The Chinese government has previously accused the Dalai Lama of “manipulat[ing] and instigat[ing]” self-immolation in Tibet. The Dalai Lama himself has called self-immolations, of which upwards of 130 have occurred in China in the last five years, “very sad,” but said that such an act is “less negative” if accompanying a “more compassionate, more calm mind.”
The Dalai Lama’s recent declarations regarding the Islamic State triggered this latest condemnation from the Chinese government. Speaking with the Italian newspaper La Stampa, the Buddhist leader said peace with ISIS can only be achieved “through dialogue,” adding, “One has to listen, to understand, to have respect for the other person, regardless. There is no other way.” He went on to call Islam a “religion of peace.”

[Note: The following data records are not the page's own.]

use anyhow::Result;
use clap::Parser;

use vigil_core::config::VigilConfig;
use vigil_daemon::cli::DaemonCli;
use vigil_daemon::logging::init_tracing;
use vigil_daemon::orchestrator::Orchestrator;

#[tokio::main]
async fn main() -> Result<()> {
    let cli = DaemonCli::parse();

    // 설정 로드: 파일 -> 환경변수 -> CLI 플래그
    let mut config = VigilConfig::from_file(&cli.config).await?;
    config.apply_env_overrides();
    cli.apply_overrides(&mut config);
    config.validate()?;

    if cli.validate {
        println!("configuration is valid: {}", cli.config.display());
        return Ok(());
    }

    init_tracing(&config.general)?;
    tracing::info!(
        version = env!("CARGO_PKG_VERSION"),
        config = %cli.config.display(),
        "vigil-daemon starting"
    );

    let mut orchestrator = Orchestrator::build_from_config(config).await?;
    orchestrator.run().await?;

    tracing::info!("vigil-daemon shut down");
    Ok(())
}
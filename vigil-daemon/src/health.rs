//! Aggregated health check reporting.
//!
//! Combines the health of each daemon component into a single
//! [`DaemonHealth`] report. The overall daemon status is the worst status
//! among all enabled components.
//!
//! # Aggregation Rule
//!
//! - All Healthy -> Healthy
//! - Any Degraded, none Unhealthy -> Degraded(reason)
//! - Any Unhealthy -> Unhealthy(reason)

use serde::Serialize;

use vigil_core::pipeline::HealthStatus;

/// Aggregated health report for the entire daemon.
#[derive(Debug, Clone, Serialize)]
pub struct DaemonHealth {
    /// Overall daemon health status (worst of all components).
    pub status: HealthStatus,
    /// Daemon uptime in seconds since start.
    pub uptime_secs: u64,
    /// Per-component health reports.
    pub modules: Vec<ModuleHealth>,
}

impl DaemonHealth {
    /// Build a report from component statuses.
    pub fn from_modules(uptime_secs: u64, modules: Vec<ModuleHealth>) -> Self {
        Self {
            status: aggregate_status(&modules),
            uptime_secs,
            modules,
        }
    }

    /// Report used before the first health check has run.
    pub fn starting() -> Self {
        Self {
            status: HealthStatus::Unhealthy("starting".to_owned()),
            uptime_secs: 0,
            modules: Vec::new(),
        }
    }
}

/// Health status for a single component.
#[derive(Debug, Clone, Serialize)]
pub struct ModuleHealth {
    /// Component name (e.g., "job-store", "dispatcher").
    pub name: String,
    /// Whether the component is enabled in configuration.
    pub enabled: bool,
    /// Current health status of the component.
    pub status: HealthStatus,
}

impl ModuleHealth {
    /// Health entry for an enabled component.
    pub fn enabled(name: impl Into<String>, status: HealthStatus) -> Self {
        Self {
            name: name.into(),
            enabled: true,
            status,
        }
    }

    /// Entry for a component turned off in configuration.
    ///
    /// Listed so the report shows every component, but ignored by
    /// [`aggregate_status`].
    pub fn disabled(name: impl Into<String>) -> Self {
        Self {
            name: name.into(),
            enabled: false,
            status: HealthStatus::Unhealthy("disabled".to_owned()),
        }
    }
}

/// Aggregate multiple component health statuses into a single status.
///
/// Returns the worst status found: Unhealthy > Degraded > Healthy.
/// Only considers enabled components.
pub fn aggregate_status(modules: &[ModuleHealth]) -> HealthStatus {
    let enabled_modules = modules.iter().filter(|m| m.enabled);

    let mut worst = HealthStatus::Healthy;
    let mut reasons = Vec::new();

    for module in enabled_modules {
        match &module.status {
            HealthStatus::Healthy => {}
            HealthStatus::Degraded(reason) => {
                if !worst.is_unhealthy() {
                    reasons.push(format!("{}: {}", module.name, reason));
                    worst = HealthStatus::Degraded(String::new());
                }
            }
            HealthStatus::Unhealthy(reason) => {
                if !worst.is_unhealthy() {
                    // degraded reasons are superseded
                    reasons.clear();
                }
                reasons.push(format!("{}: {}", module.name, reason));
                worst = HealthStatus::Unhealthy(String::new());
            }
        }
    }

    match worst {
        HealthStatus::Healthy => HealthStatus::Healthy,
        HealthStatus::Degraded(_) => HealthStatus::Degraded(reasons.join("; ")),
        HealthStatus::Unhealthy(_) => HealthStatus::Unhealthy(reasons.join("; ")),
    }
}
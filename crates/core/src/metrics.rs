//! 메트릭 상수 및 설명 등록
//!
//! 모든 Prometheus 메트릭의 이름을 중앙에서 정의합니다.
//! 각 크레이트는 이 상수로 `metrics::counter!()`, `metrics::gauge!()`를 호출합니다.
//!
//! # 네이밍 컨벤션
//!
//! - 접두어: `vigil_`
//! - 접미어: `_total` (counter), 없음 (gauge)
//!
//! # 사용 예시
//!
//! ```ignore
//! use metrics::counter;
//!
//! counter!(vigil_core::metrics::JOBS_SUBMITTED_TOTAL).increment(1);
//! ```

// ─── 레이블 키 상수 ────────────────────────────────────────────────

/// 종료 결과 레이블 키 (completed, failed, cancelled)
pub const LABEL_OUTCOME: &str = "outcome";

// ─── 작업 메트릭 ───────────────────────────────────────────────────

/// 제출된 작업 수 (counter)
pub const JOBS_SUBMITTED_TOTAL: &str = "vigil_jobs_submitted_total";

/// 디스패처가 가져간 작업 수 (counter)
pub const JOBS_CLAIMED_TOTAL: &str = "vigil_jobs_claimed_total";

/// 종료된 작업 수 (counter, label: outcome)
pub const JOBS_FINISHED_TOTAL: &str = "vigil_jobs_finished_total";

/// 저장된 스캔 결과 수 (counter)
pub const RESULTS_PERSISTED_TOTAL: &str = "vigil_results_persisted_total";

/// 디스패치 중 저장 실패 수 (counter)
pub const PERSIST_ERRORS_TOTAL: &str = "vigil_persist_errors_total";

/// 디스패치 틱 수 (counter)
pub const DISPATCH_TICKS_TOTAL: &str = "vigil_dispatch_ticks_total";

/// 현재 실행 중인 작업 수 (gauge)
pub const RUNNING_JOBS: &str = "vigil_running_jobs";

/// 모든 메트릭의 설명을 등록합니다.
///
/// 레코더 설치 직후 한 번 호출합니다. 레코더가 없으면 아무 일도 하지 않습니다.
pub fn describe_all() {
    use metrics::{describe_counter, describe_gauge};

    describe_counter!(JOBS_SUBMITTED_TOTAL, "Total number of scan jobs accepted");
    describe_counter!(
        JOBS_CLAIMED_TOTAL,
        "Total number of jobs transitioned from pending to running"
    );
    describe_counter!(
        JOBS_FINISHED_TOTAL,
        "Total number of jobs that reached a terminal state, by outcome"
    );
    describe_counter!(
        RESULTS_PERSISTED_TOTAL,
        "Total number of scan results appended to the job store"
    );
    describe_counter!(
        PERSIST_ERRORS_TOTAL,
        "Total number of job store writes that failed during dispatch"
    );
    describe_counter!(DISPATCH_TICKS_TOTAL, "Total number of dispatcher ticks");
    describe_gauge!(RUNNING_JOBS, "Number of scan jobs currently executing");
}

#[cfg(test)]
mod tests {
    use super::*;

    const ALL_METRIC_NAMES: &[&str] = &[
        JOBS_SUBMITTED_TOTAL,
        JOBS_CLAIMED_TOTAL,
        JOBS_FINISHED_TOTAL,
        RESULTS_PERSISTED_TOTAL,
        PERSIST_ERRORS_TOTAL,
        DISPATCH_TICKS_TOTAL,
        RUNNING_JOBS,
    ];

    #[test]
    fn all_metrics_start_with_vigil_prefix() {
        for name in ALL_METRIC_NAMES {
            assert!(
                name.starts_with("vigil_"),
                "Metric '{}' does not start with 'vigil_' prefix",
                name
            );
        }
    }

    #[test]
    fn counters_end_with_total() {
        for name in ALL_METRIC_NAMES.iter().filter(|n| **n != RUNNING_JOBS) {
            assert!(name.ends_with("_total"), "counter '{name}' lacks _total suffix");
        }
    }

    #[test]
    fn describe_all_does_not_panic() {
        describe_all();
    }
}
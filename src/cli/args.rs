use std::{ops::RangeInclusive, path::PathBuf};

use clap::{ArgAction, Args};

use super::parse::parse_range_inclusive;

const TASK_COUNT_RANGE: RangeInclusive<usize> = 1..=1024;

fn parse_task_count(s: &str) -> Result<usize, String> {
    parse_range_inclusive(s, TASK_COUNT_RANGE)
}

#[derive(Args, Debug)]
pub struct BackupArgs {
    /// Files, directories or glob patterns to back up
    #[arg(required = true, value_name = "PATHS")]
    pub inputs: Vec<String>,

    /// Directory that keeps the local copies of each archive
    #[arg(short, long, value_name = "DIR")]
    pub output: PathBuf,

    /// Number of parts to upload at once (overrides `upload.max_in_flight`)
    #[arg(short = 'j', long, value_name = "NUM", value_parser = parse_task_count)]
    pub tasks: Option<usize>,

    #[command(flatten)]
    pub global: GlobalArgs,
}

#[derive(Args, Debug)]
pub struct GlobalArgs {
    /// Config file (defaults to `$BOXUP_CONFIG`, then ~/.boxup/config.yaml)
    #[arg(short, long, value_name = "PATH")]
    pub config: Option<PathBuf>,

    /// Print stats after completion
    #[arg(long, default_value_t = false)]
    pub stats: bool,

    #[command(flatten)]
    pub logger: LoggerArgs,
}

#[derive(Args, Debug)]
pub struct LoggerArgs {
    /// Print more output
    #[arg(short, long, action = ArgAction::Count, group = "verbosity")]
    pub verbose: u8,

    /// Print less output
    #[arg(short, long, action = ArgAction::Count, group = "verbosity")]
    pub quiet: u8,
}
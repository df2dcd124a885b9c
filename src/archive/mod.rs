mod inputs;
pub mod name;

use std::{
    fs::File,
    fs,
    io::{self, BufWriter, IntoInnerError, Read, Write},
    path::{Component, Path, PathBuf},
};

use clap::builder::styling::AnsiColor;
use flate2::{write::GzEncoder, Compression};
use log::debug;
use tar::{Builder, Header};
use tempfile::NamedTempFile;

use crate::{
    error::Result,
    format::{format_path, format_size},
};

pub use self::inputs::ArchiveJob;

#[derive(Clone, Copy, Debug, Default, PartialEq, Eq)]
pub struct ArchiveSummary {
    pub files: u64,
    pub bytes: u64,
}

#[derive(Debug)]
pub struct BuiltArchive {
    pub path: PathBuf,
    pub size: u64,
    pub summary: ArchiveSummary,
}

/// Resolves `job`, writes its files to a temp file in `output_dir` and moves
/// the finished archive to `output_dir/file_name`. The output directory is
/// only created once every input has matched.
pub fn build_archive(job: &ArchiveJob, output_dir: &Path, file_name: &str) -> Result<BuiltArchive> {
    let files = job.resolve()?;
    fs::create_dir_all(output_dir)?;

    let temp = NamedTempFile::new_in(output_dir)?;
    let (writer, summary) = write_archive(&files, BufWriter::new(temp))?;
    let temp = writer.into_inner().map_err(IntoInnerError::into_error)?;
    temp.as_file().sync_all()?;

    let path = output_dir.join(file_name);
    let file = temp.persist(&path)?;
    let size = file.metadata()?.len();

    Ok(BuiltArchive {
        path,
        size,
        summary,
    })
}

pub fn write_archive<W: Write>(files: &[PathBuf], writer: W) -> Result<(W, ArchiveSummary)> {
    let encoder = GzEncoder::new(writer, Compression::default());
    let mut builder = Builder::new(encoder);
    let mut summary = ArchiveSummary::default();

    for path in files {
        summary.bytes += append_file(&mut builder, path)?;
        summary.files += 1;
    }

    let encoder = builder.into_inner()?;
    let writer = encoder.finish()?;
    Ok((writer, summary))
}

fn append_file<W: Write>(builder: &mut Builder<W>, path: &Path) -> Result<u64> {
    let file = File::open(path)?;
    let metadata = file.metadata()?;
    let size = metadata.len();

    let mut header = Header::new_gnu();
    header.set_metadata(&metadata);
    append_entry(builder, &mut header, entry_name(path), file)?;

    let style = AnsiColor::Blue.on_default();
    let size_style = AnsiColor::BrightBlack.on_default();
    debug!(
        "{style}added file{style:#} {} {size_style}({}){size_style:#}",
        format_path(path),
        format_size(size)
    );
    Ok(size)
}

/// Appends `reader` as an entry of `header.size()` bytes. A reader that ends
/// early, such as a file truncated after it was stat'ed, fails with
/// `UnexpectedEof` instead of leaving a zero-padded entry behind.
fn append_entry<W: Write, R: Read>(
    builder: &mut Builder<W>,
    header: &mut Header,
    name: PathBuf,
    reader: R,
) -> Result<()> {
    let size = header.size()?;
    let reader = ExactReader {
        inner: reader.take(size),
        remaining: size,
    };
    builder.append_data(header, name, reader)?;
    Ok(())
}

struct ExactReader<R> {
    inner: R,
    remaining: u64,
}

impl<R: Read> Read for ExactReader<R> {
    fn read(&mut self, buf: &mut [u8]) -> io::Result<usize> {
        if self.remaining == 0 || buf.is_empty() {
            return Ok(0);
        }

        let n = self.inner.read(buf)?;
        if n == 0 {
            return Err(io::Error::new(
                io::ErrorKind::UnexpectedEof,
                format!("entry ended {} bytes short", self.remaining),
            ));
        }

        self.remaining -= n as u64;
        Ok(n)
    }
}

// Archive entries are always relative: root and `.`/`..` components are dropped.
fn entry_name(path: &Path) -> PathBuf {
    path.components()
        .filter_map(|component| match component {
            Component::Normal(part) => Some(part),
            _ => None,
        })
        .collect()
}
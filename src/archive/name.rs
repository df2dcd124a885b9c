use chrono::Utc;

pub const EXTENSION: &str = ".tar.gz";

pub fn now_millis() -> i64 {
    Utc::now().timestamp_millis()
}

pub fn file_name(millis: i64) -> String {
    format!("{millis}{EXTENSION}")
}

pub fn parse_timestamp(name: &str) -> Option<i64> {
    let stem = name.strip_suffix(EXTENSION)?;
    if stem.is_empty() || !stem.bytes().all(|b| b.is_ascii_digit()) {
        return None;
    }

    stem.parse().ok()
}
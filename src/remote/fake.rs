use std::sync::{Arc, Mutex, MutexGuard};

use async_trait::async_trait;
use bytes::Bytes;
use reqwest::Method;
use serde::Deserialize;
use serde_json::{json, Value};

use crate::{
    error::{Error, Result},
    hash::Digest,
};

use super::{Body, Execute, Folder, Item, RemoteClient, Request, Response, UploadPart};

pub const API_URL: &str = "https://api.test/2.0";
pub const UPLOAD_URL: &str = "https://upload.test/api/2.0";

#[derive(Debug, Default)]
pub struct FakeSession {
    pub id: String,
    pub name: String,
    pub folder_id: String,
    pub size: u64,
    pub parts: Vec<(UploadPart, Bytes)>,
    pub polls: u64,
}

#[derive(Debug, Default)]
pub struct FakeState {
    pub requests: Vec<(Method, String)>,
    pub folders: Vec<Folder>,
    pub files: Vec<(Item, Bytes)>,
    pub sessions: Vec<FakeSession>,
    pub commits: u64,
    pub aborts: u64,
    pub deleted: Vec<String>,
    next_id: u64,
}

impl FakeState {
    fn next_id(&mut self) -> String {
        self.next_id += 1;
        format!("{}", 1000 + self.next_id)
    }
}

/// In-memory stand-in for the remote API.
#[derive(Debug)]
pub struct FakeRemote {
    pub part_size: u64,
    /// Part upload at this offset fails with a transport error.
    pub fail_part_at: Option<u64>,
    /// Number of status polls before all parts count as processed, `None` for never.
    pub ready_after_polls: Option<u64>,
    pub fail_delete: Option<String>,
    pub state: Mutex<FakeState>,
}

impl Default for FakeRemote {
    fn default() -> Self {
        FakeRemote {
            part_size: 1024,
            fail_part_at: None,
            ready_after_polls: Some(1),
            fail_delete: None,
            state: Mutex::new(FakeState::default()),
        }
    }
}

#[derive(Deserialize)]
struct Attributes {
    name: String,
    parent: Folder,
}

#[derive(Deserialize)]
struct NewSession {
    file_name: String,
    file_size: u64,
    folder_id: String,
}

#[derive(Deserialize)]
struct NewFolder {
    name: String,
}

#[derive(Deserialize)]
struct Commit {
    parts: Vec<UploadPart>,
}

impl FakeRemote {
    pub fn client(self: &Arc<Self>) -> RemoteClient {
        RemoteClient::new(self.clone(), API_URL, UPLOAD_URL)
    }

    pub fn state(&self) -> MutexGuard<'_, FakeState> {
        self.state.lock().unwrap()
    }

    pub fn add_folder(&self, name: &str) -> Folder {
        let mut state = self.state();
        let folder = Folder {
            id: state.next_id(),
            name: name.to_owned(),
        };
        state.folders.push(folder.clone());
        folder
    }

    pub fn add_file(&self, name: &str) -> Item {
        let mut state = self.state();
        let item = Item {
            id: state.next_id(),
            kind: "file".to_owned(),
            name: name.to_owned(),
        };
        state.files.push((item.clone(), Bytes::new()));
        item
    }

    pub fn file_names(&self) -> Vec<String> {
        let mut names = self
            .state()
            .files
            .iter()
            .map(|(item, _)| item.name.clone())
            .collect::<Vec<_>>();
        names.sort();
        names
    }

    pub fn file_data(&self, name: &str) -> Option<Bytes> {
        self.state()
            .files
            .iter()
            .find(|(item, _)| item.name == name)
            .map(|(_, data)| data.clone())
    }

    pub fn count_requests(&self, method: &Method, path_suffix: &str) -> usize {
        self.state()
            .requests
            .iter()
            .filter(|(m, path)| m == method && path.ends_with(path_suffix))
            .count()
    }

    fn handle(&self, request: &Request) -> Result<Response> {
        let path = request
            .url
            .strip_prefix(API_URL)
            .map(|path| format!("api:{path}"))
            .or_else(|| {
                request
                    .url
                    .strip_prefix(UPLOAD_URL)
                    .map(|path| format!("upload:{path}"))
            })
            .unwrap_or_else(|| request.url.clone());
        self.state()
            .requests
            .push((request.method.clone(), path.clone()));

        let segments = path.split('/').collect::<Vec<_>>();
        match (&request.method, segments.as_slice()) {
            (&Method::GET, ["api:", "search"]) => Ok(self.search(request)),
            (&Method::POST, ["api:", "folders"]) => self.create_folder(request),
            (&Method::GET, ["api:", "folders", id, "items"]) => Ok(self.list_items(id, request)),
            (&Method::DELETE, ["api:", "files", id]) => Ok(self.delete_file(id)),
            (&Method::POST, ["upload:", "files", "content"]) => self.upload_file(request),
            (&Method::POST, ["upload:", "files", "upload_sessions"]) => self.create_session(request),
            (&Method::PUT, ["upload:", "files", "upload_sessions", id]) => {
                self.upload_part(id, request)
            }
            (&Method::GET, ["upload:", "files", "upload_sessions", id]) => Ok(self.status(id)),
            (&Method::POST, ["upload:", "files", "upload_sessions", id, "commit"]) => {
                self.commit(id, request)
            }
            (&Method::DELETE, ["upload:", "files", "upload_sessions", _]) => {
                self.state().aborts += 1;
                Ok(empty(204))
            }
            _ => Ok(error(404, "not_found", "no such route")),
        }
    }

    fn search(&self, request: &Request) -> Response {
        let query = query_value(request, "query").unwrap_or_default();
        let entries = self
            .state()
            .folders
            .iter()
            .filter(|folder| folder.name.contains(query))
            .map(|folder| json!({ "id": folder.id, "type": "folder", "name": folder.name }))
            .collect::<Vec<_>>();
        ok(&json!({ "total_count": entries.len(), "entries": entries }))
    }

    fn create_folder(&self, request: &Request) -> Result<Response> {
        let new_folder: NewFolder = json_body(request)?;
        let folder = self.add_folder(&new_folder.name);
        Ok(with_status(201, &json!({ "id": folder.id, "type": "folder", "name": folder.name })))
    }

    fn list_items(&self, _folder_id: &str, request: &Request) -> Response {
        let limit = parse_query(request, "limit").unwrap_or(100);
        let offset = parse_query(request, "offset").unwrap_or(0);
        let state = self.state();
        let mut items = state.files.iter().map(|(item, _)| item.clone()).collect::<Vec<_>>();
        items.sort_by(|a, b| b.name.cmp(&a.name));

        let total_count = items.len();
        let entries = items
            .into_iter()
            .skip(offset)
            .take(limit)
            .map(|item| json!({ "id": item.id, "type": item.kind, "name": item.name }))
            .collect::<Vec<_>>();
        ok(&json!({ "total_count": total_count, "offset": offset, "limit": limit, "entries": entries }))
    }

    fn delete_file(&self, id: &str) -> Response {
        if self.fail_delete.as_deref() == Some(id) {
            return error(500, "internal_server_error", "delete failed");
        }

        let mut state = self.state();
        let before = state.files.len();
        state.files.retain(|(item, _)| item.id != id);
        if state.files.len() == before {
            return error(404, "not_found", "file not found");
        }

        state.deleted.push(id.to_owned());
        empty(204)
    }

    fn upload_file(&self, request: &Request) -> Result<Response> {
        let Body::Multipart {
            attributes, data, ..
        } = &request.body
        else {
            return Ok(error(400, "bad_request", "expected multipart body"));
        };

        let attributes: Attributes = serde_json::from_str(attributes)?;
        let item = self.store_file(&attributes.name, data.clone());
        assert!(!attributes.parent.id.is_empty());
        Ok(with_status(201, &json!({ "total_count": 1, "entries": [item] })))
    }

    fn create_session(&self, request: &Request) -> Result<Response> {
        let new_session: NewSession = json_body(request)?;
        let mut state = self.state();
        let session = FakeSession {
            id: format!("session-{}", state.next_id()),
            name: new_session.file_name,
            folder_id: new_session.folder_id,
            size: new_session.file_size,
            ..FakeSession::default()
        };
        let total_parts = session.size.div_ceil(self.part_size);
        let body = json!({
            "id": session.id,
            "type": "upload_session",
            "part_size": self.part_size,
            "total_parts": total_parts,
            "num_parts_processed": 0,
            "session_expires_at": "2030-01-01T00:00:00Z",
        });
        state.sessions.push(session);
        Ok(with_status(201, &body))
    }

    fn upload_part(&self, id: &str, request: &Request) -> Result<Response> {
        let Body::Bytes(data) = &request.body else {
            return Ok(error(400, "bad_request", "expected raw body"));
        };

        let range = header_value(request, "content-range").unwrap_or_default();
        let (begin, end, total) = parse_content_range(range)
            .ok_or_else(|| Error::InvalidConfig(format!("bad content-range `{range}`")))?;

        if self.fail_part_at == Some(begin) {
            return Err(Error::Transport {
                message: "connection reset by peer".to_owned(),
                retryable: true,
            });
        }

        let digest = Digest::of(data);
        if header_value(request, "digest") != Some(digest.header_value().as_str()) {
            return Ok(error(412, "precondition_failed", "part digest mismatch"));
        }

        let mut state = self.state();
        let Some(session) = state.sessions.iter_mut().find(|session| session.id == id) else {
            return Ok(error(404, "not_found", "no such session"));
        };
        if total != session.size || end - begin + 1 != data.len() as u64 {
            return Ok(error(416, "range_not_satisfiable", "bad range"));
        }

        let part = UploadPart {
            part_id: format!("{begin:08X}"),
            offset: begin,
            size: data.len() as u64,
            sha1: digest.to_base64(),
        };
        session.parts.push((part.clone(), data.clone()));
        Ok(ok(&json!({ "part": part })))
    }

    fn status(&self, id: &str) -> Response {
        let part_size = self.part_size;
        let mut state = self.state();
        let Some(session) = state.sessions.iter_mut().find(|session| session.id == id) else {
            return error(404, "not_found", "no such session");
        };

        session.polls += 1;
        let total_parts = session.size.div_ceil(part_size);
        let processed = match self.ready_after_polls {
            Some(polls) if session.polls >= polls => session.parts.len() as u64,
            _ => 0,
        };
        ok(&json!({
            "id": session.id,
            "total_parts": total_parts,
            "num_parts_processed": processed,
        }))
    }

    fn commit(&self, id: &str, request: &Request) -> Result<Response> {
        let commit: Commit = json_body(request)?;
        let (name, data) = {
            let state = self.state();
            let Some(session) = state.sessions.iter().find(|session| session.id == id) else {
                return Ok(error(404, "not_found", "no such session"));
            };

            let mut expected_offset = 0;
            let mut data = Vec::new();
            for part in &commit.parts {
                if part.offset != expected_offset {
                    return Ok(error(400, "invalid_parts", "parts out of order"));
                }

                let Some((_, bytes)) = session.parts.iter().find(|(p, _)| p == part) else {
                    return Ok(error(400, "invalid_parts", "unknown part"));
                };
                data.extend_from_slice(bytes);
                expected_offset += part.size;
            }

            if expected_offset != session.size {
                return Ok(error(400, "invalid_parts", "parts do not cover file"));
            }

            (session.name.clone(), data)
        };

        let digest = Digest::of(&data);
        if header_value(request, "digest") != Some(digest.header_value().as_str()) {
            return Ok(error(422, "checksum_mismatch", "file digest mismatch"));
        }

        self.state().commits += 1;
        let item = self.store_file(&name, data.into());
        Ok(with_status(201, &json!({ "total_count": 1, "entries": [item] })))
    }

    fn store_file(&self, name: &str, data: Bytes) -> Item {
        let mut state = self.state();
        let item = Item {
            id: state.next_id(),
            kind: "file".to_owned(),
            name: name.to_owned(),
        };
        state.files.push((item.clone(), data));
        item
    }
}

#[async_trait]
impl Execute for FakeRemote {
    async fn execute(&self, request: Request) -> Result<Response> {
        self.handle(&request)
    }
}

fn json_body<T: for<'de> Deserialize<'de>>(request: &Request) -> Result<T> {
    match &request.body {
        Body::Json(bytes) => Ok(serde_json::from_slice(bytes)?),
        _ => Err(Error::InvalidConfig("expected json body".to_owned())),
    }
}

fn header_value<'a>(request: &'a Request, name: &str) -> Option<&'a str> {
    request
        .headers
        .iter()
        .find(|(key, _)| key.eq_ignore_ascii_case(name))
        .map(|(_, value)| value.as_str())
}

fn query_value<'a>(request: &'a Request, name: &str) -> Option<&'a str> {
    request
        .query
        .iter()
        .find(|(key, _)| *key == name)
        .map(|(_, value)| value.as_str())
}

fn parse_query(request: &Request, name: &str) -> Option<usize> {
    query_value(request, name)?.parse().ok()
}

fn parse_content_range(value: &str) -> Option<(u64, u64, u64)> {
    let (range, total) = value.strip_prefix("bytes ")?.split_once('/')?;
    let (begin, end) = range.split_once('-')?;
    Some((begin.parse().ok()?, end.parse().ok()?, total.parse().ok()?))
}

fn with_status(status: u16, value: &Value) -> Response {
    Response {
        status,
        body: serde_json::to_vec(value).unwrap().into(),
    }
}

fn ok(value: &Value) -> Response {
    with_status(200, value)
}

fn empty(status: u16) -> Response {
    Response {
        status,
        body: Bytes::new(),
    }
}

fn error(status: u16, code: &str, message: &str) -> Response {
    with_status(
        status,
        &json!({
            "type": "error",
            "status": status,
            "code": code,
            "message": message,
            "request_id": "req-1",
        }),
    )
}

Chinese interest blog Shanghaiist recalls that, in contrast to this declaration, Islamic State “Caliph” Abu Bakr al-Baghdadi has labeled Islam “a religion of war” and “never for a day the religion of peace.”
The Dalai Lama has previously praised European nations that have welcomed large numbers of Muslim refugees from war-torn nations. “I think some, especially Germany, [have given] a very good response, and Austria,” he said of the migrant crisis, though he ultimately noted that “ultimately we have to think how to reduce this killing in their own countries,” not merely taking them in.
Reuters noted that this condemnation of the Dalai Lama follows reports that the Chinese government is attempting to turn the leadership under the head of the religion against him. The Panchen Lama, Buddhism’s second-in-command, has allegedly been harassed into denouncing the Dalai Lama, and is seen by many in the religion as a fraud. The man currently in the position is not the boy chosen by the Dalai Lama, who disappeared at age six, but a Chinese appointee.
The attempt to identify the Dalai Lama as an Islamic State sympathizer also follows weeks of taunting on the part of ISIS, beginning in earnest with a full-page spread in the jihadist organization’s magazine, Dabiq, announcing the beheading of Chinese hostage Fan Jinghui. ISIS has also released its first Mandarin-language nashid, or jihadi fight song, urging Chinese nationals to join them in Syria and Iraq.